### What the task requires
Report each line of the material below where the word "bullets" can be found.

###

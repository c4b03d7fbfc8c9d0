//! 目标源：参数/文件/标准输入 -> 惰性目标序列
//! 空行与#注释行在进入调度器之前被丢弃

use std::fs::File;
use std::io::{self, BufRead, BufReader};

use tracing::debug;

/// 目标序列迭代器
///
/// 取数优先级：显式参数逐个先按文件名尝试打开，打开成功则逐行
/// 产出文件内容；不存在则该参数本身作为一个字面目标。无任何
/// 参数时改读标准输入。序列每轮扫描恰好消费一次。
pub struct TargetSource {
    args: std::vec::IntoIter<String>,
    current: Option<Box<dyn BufRead>>,
}

impl TargetSource {
    pub fn new(args: Vec<String>) -> Self {
        // 无参数：从标准输入读取目标
        let current: Option<Box<dyn BufRead>> = if args.is_empty() {
            Some(Box::new(BufReader::new(io::stdin())))
        } else {
            None
        };

        Self {
            args: args.into_iter(),
            current,
        }
    }
}

impl Iterator for TargetSource {
    type Item = String;

    fn next(&mut self) -> Option<String> {
        loop {
            // 1. 当前读取器逐行消费
            if let Some(reader) = self.current.as_mut() {
                let mut line = String::new();
                match reader.read_line(&mut line) {
                    Ok(0) => self.current = None,
                    Ok(_) => {
                        if let Some(target) = filter_line(&line) {
                            return Some(target);
                        }
                    }
                    Err(e) => {
                        debug!("读取目标流失败，跳过剩余内容：{}", e);
                        self.current = None;
                    }
                }
                continue;
            }

            // 2. 取下一个参数：文件优先，不存在则按字面目标处理
            let arg = self.args.next()?;
            match File::open(&arg) {
                Ok(file) => {
                    debug!("参数 {} 按目标文件展开", arg);
                    self.current = Some(Box::new(BufReader::new(file)));
                }
                Err(_) => {
                    debug!("文件 {} 不存在，按字面目标处理", arg);
                    if let Some(target) = filter_line(&arg) {
                        return Some(target);
                    }
                }
            }
        }
    }
}

/// 行过滤：裁剪空白；空行与#开头行丢弃
fn filter_line(line: &str) -> Option<String> {
    let trimmed = line.trim();
    if trimmed.is_empty() || trimmed.starts_with('#') {
        return None;
    }
    Some(trimmed.to_string())
}

#[cfg(test)]
mod tests {
    use super::*;
    use std::io::Write;
    use tempfile::NamedTempFile;

    #[test]
    fn test_literal_args_pass_through() {
        let source = TargetSource::new(vec![
            "https://a.example".to_string(),
            "https://b.example".to_string(),
        ]);
        let targets: Vec<String> = source.collect();
        assert_eq!(targets, vec!["https://a.example", "https://b.example"]);
    }

    #[test]
    fn test_blank_and_comment_lines_dropped() {
        let mut file = NamedTempFile::new().unwrap();
        writeln!(file, "https://a.example").unwrap();
        writeln!(file, "#comment").unwrap();
        writeln!(file).unwrap();
        writeln!(file, "  https://b.example  ").unwrap();
        file.flush().unwrap();

        let source = TargetSource::new(vec![file.path().to_string_lossy().into_owned()]);
        let targets: Vec<String> = source.collect();
        // 恰好2个目标进入调度，且已裁剪空白
        assert_eq!(targets, vec!["https://a.example", "https://b.example"]);
    }

    #[test]
    fn test_missing_file_falls_back_to_literal() {
        let source = TargetSource::new(vec!["https://no-such-file.example".to_string()]);
        let targets: Vec<String> = source.collect();
        assert_eq!(targets, vec!["https://no-such-file.example"]);
    }

    #[test]
    fn test_mixed_file_and_literal_args() {
        let mut file = NamedTempFile::new().unwrap();
        writeln!(file, "https://from-file.example").unwrap();
        file.flush().unwrap();

        let source = TargetSource::new(vec![
            file.path().to_string_lossy().into_owned(),
            "https://literal.example".to_string(),
        ]);
        let targets: Vec<String> = source.collect();
        assert_eq!(
            targets,
            vec!["https://from-file.example", "https://literal.example"]
        );
    }

    #[test]
    fn test_comment_literal_arg_dropped() {
        // 字面参数同样经过过滤规则
        let source = TargetSource::new(vec!["#commented-out".to_string(), "x.example".to_string()]);
        let targets: Vec<String> = source.collect();
        assert_eq!(targets, vec!["x.example"]);
    }
}
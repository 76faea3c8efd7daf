//! Configuration Summary
//!
//! Human readable overview of a campaign, printed before anything is
//! written to disk.

use colored::Colorize;

use crate::description::{Stage, StagePlan};
use crate::error::Result;

fn heading(out: &mut String, title: &str) {
    out.push_str(&format!("{}\n", title.green().bold()));
}

fn bullets(out: &mut String, items: impl IntoIterator<Item = String>) {
    let mut empty = true;
    for item in items {
        out.push_str(&format!(" * {}\n", item));
        empty = false;
    }
    if empty {
        out.push_str(" (none)\n");
    }
}

/// Formats the summary of the base description and its stages.
pub fn format_summary(plan: &StagePlan) -> Result<String> {
    let base = plan.base();
    let range = plan.job_range();
    let mut out = format!(
        "{}\n\n",
        "Running the workflow with the following configuration:".bold()
    );

    heading(&mut out, "Packages:");
    bullets(&mut out, base.packages()?);

    out.push_str(&format!(
        "\n{} total jobs, with job IDs from {} to {} (included), will execute the command:\n",
        range.len().to_string().cyan().bold(),
        range.first,
        range.last
    ));
    out.push_str(&format!("{} {}\n\n", base.executable()?, base.split_arguments()?));

    heading(
        &mut out,
        "Input files (must be in the current directory, will be made available to each job):",
    );
    bullets(&mut out, base.input_files()?);

    out.push('\n');
    heading(&mut out, "Output files (archives with content listed):");
    bullets(
        &mut out,
        base.outputs()?.into_iter().map(|o| match o.archive {
            Some(archive) => format!("{} ==> {}", archive, o.patterns.join(",")),
            None => o.patterns.join(","),
        }),
    );

    out.push('\n');
    heading(&mut out, "Environment variables available to the jobs:");
    bullets(
        &mut out,
        base.environment()?
            .into_iter()
            .map(|(name, value)| format!("{} ==> {}", name, value)),
    );

    let extra: Vec<Stage> = plan.stages().iter().map(|s| s.stage).filter(|s| *s != Stage::Sim).collect();
    if !extra.is_empty() {
        out.push('\n');
        heading(&mut out, "Stages after the jobs:");
        bullets(&mut out, extra.iter().map(|s| s.to_string()));
    }

    Ok(out)
}

#[cfg(test)]
mod tests {
    use super::*;
    use crate::description::{fields, JobDescription, Value};

    fn plan() -> StagePlan {
        let mut desc = JobDescription::new();
        desc.insert(fields::EXECUTABLE, Value::from("aliroot_dpgsim.sh"));
        desc.insert(fields::SPLIT_ARGUMENTS, Value::from("--run 244918 --uid %i"));
        desc.insert(fields::PACKAGES, Value::list(["VO_ALICE@AliDPG::v5"]));
        desc.insert(fields::SPLIT, Value::from("production:10-19"));
        desc.insert(fields::OUTPUT, Value::list(["log_archive.zip:std*,*.log", "qa_plots/*"]));
        desc.insert(fields::OUTPUT_DIR, Value::from("/data/out/%03i"));
        desc.insert(fields::INPUT_FILE, Value::list(["sim.C"]));
        desc.insert(fields::NEXT_STAGES, Value::list(["SpacePointCalibration"]));
        desc.insert(fields::JDL_VARIABLES, Value::list(["LPMRunNumber"]));
        desc.insert("LPMRunNumber", Value::from("244918"));
        StagePlan::build(&desc).unwrap()
    }

    #[test]
    fn test_summary_content() {
        colored::control::set_override(false);
        let text = format_summary(&plan()).unwrap();

        assert!(text.contains(" * VO_ALICE@AliDPG::v5\n"));
        assert!(text.contains("10 total jobs, with job IDs from 10 to 19 (included)"));
        assert!(text.contains("aliroot_dpgsim.sh --run 244918 --uid %i\n"));
        assert!(text.contains(" * log_archive.zip ==> std*,*.log\n"));
        assert!(text.contains(" * qa_plots/*\n"));
        assert!(text.contains(" * ALIEN_JDL_LPMRUNNUMBER ==> 244918\n"));
        assert!(text.contains(" * spc\n"));
    }

    #[test]
    fn test_summary_layout_with_empty_sections() {
        colored::control::set_override(false);
        let mut desc = JobDescription::new();
        desc.insert(fields::EXECUTABLE, Value::from("run.sh"));
        desc.insert(fields::SPLIT, Value::from("production:1-1"));
        desc.insert(fields::OUTPUT_DIR, Value::from("/data/out"));
        let text = format_summary(&StagePlan::build(&desc).unwrap()).unwrap();

        pretty_assertions::assert_eq!(
            text,
            "Running the workflow with the following configuration:\n\n\
             Packages:\n (none)\n\n\
             1 total jobs, with job IDs from 1 to 1 (included), will execute the command:\n\
             run.sh \n\n\
             Input files (must be in the current directory, will be made available to each job):\n (none)\n\n\
             Output files (archives with content listed):\n (none)\n\n\
             Environment variables available to the jobs:\n (none)\n"
        );
    }
}
//! Workflow Execution Module
//!
//! Drives the `makeflow` engine over a generated work directory.
//!
//! # Structure
//!
//! - [`engine`]: Engine invocation and exit status mapping
//! - [`resume`]: Starting a workflow past its first stage

pub mod engine;
pub mod resume;

pub use engine::{Makeflow, RunOutcome};
pub use resume::{prepare_resume, StartStage};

###

### Response to this exercise
fn bullets(out: &mut String, items: impl IntoIterator<Item = String>) {
    bullets(&mut out, base.packages()?);
    bullets(&mut out, base.input_files()?);
    bullets(
    bullets(
        bullets(&mut out, extra.iter().map(|s| s.to_string()));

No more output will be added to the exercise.